- REQUIRED ACTION
Would you pull out every line of the material that contains the string "Debug"?
* * *
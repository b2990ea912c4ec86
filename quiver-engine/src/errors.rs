//! Error types for the image engine.

use quiver_cache::CacheError;
use quiver_common::UriError;
use quiver_decode::{DecodeError, FetchError};
use std::io;
use thiserror::Error;

/// Why a request did not produce an image.
///
/// Every waiter of a coalesced request receives a clone of the same error.
#[derive(Debug, Clone, PartialEq, Eq, Error)]
pub enum LoadError {
    /// The URI could not be parsed or uses an unknown scheme.
    #[error("Invalid URI: {0}")]
    InvalidUri(#[from] UriError),

    /// The source bytes could not be obtained.
    #[error("Fetch failed: {0}")]
    Fetch(FetchError),

    /// The bytes were obtained but are not a usable image.
    #[error("Decode failed: {0}")]
    Decode(DecodeError),

    /// The engine is paused and the request was not already cached or running.
    #[error("Engine is paused")]
    Paused,

    /// The caller dropped interest before the result arrived.
    #[error("Request cancelled")]
    Cancelled,

    /// The task body panicked.
    #[error("Task panicked: {0}")]
    Panicked(String),

    /// The engine has been shut down.
    #[error("Engine shut down")]
    Shutdown,
}

impl LoadError {
    /// Returns true if this error is potentially retryable.
    ///
    /// Transient I/O and network failures may succeed later, and paused or
    /// cancelled requests can simply be issued again. Malformed input and
    /// unknown schemes will fail the same way every time.
    #[must_use]
    pub fn is_retryable(&self) -> bool {
        match self {
            Self::Fetch(e) => e.is_retryable(),
            Self::Decode(DecodeError::Fetch(e)) => e.is_retryable(),
            Self::Paused | Self::Cancelled => true,
            _ => false,
        }
    }

    /// Returns true if this is a fatal error that should not be retried.
    #[must_use]
    pub fn is_fatal(&self) -> bool {
        !self.is_retryable()
    }
}

impl From<FetchError> for LoadError {
    fn from(err: FetchError) -> Self {
        Self::Fetch(err)
    }
}

impl From<DecodeError> for LoadError {
    fn from(err: DecodeError) -> Self {
        match err {
            DecodeError::Fetch(e) => Self::Fetch(e),
            other => Self::Decode(other),
        }
    }
}

/// Errors raised while configuring or managing the engine itself.
#[derive(Debug, Error)]
pub enum EngineError {
    /// Configuration values are invalid.
    #[error("Configuration error: {0}")]
    Config(String),

    /// Reading a configuration file or creating a directory failed.
    #[error("I/O error: {0}")]
    Io(#[from] io::Error),

    /// The configuration file is not valid TOML for [`EngineConfig`](crate::EngineConfig).
    #[error("Invalid configuration file: {0}")]
    Toml(#[from] toml::de::Error),

    /// A disk cache maintenance operation failed.
    #[error("Disk cache error: {0}")]
    Cache(#[from] CacheError),
}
* * *
- PROBLEM SOLUTION
#[derive(Debug, Clone, PartialEq, Eq, Error)]
#[derive(Debug, Error)]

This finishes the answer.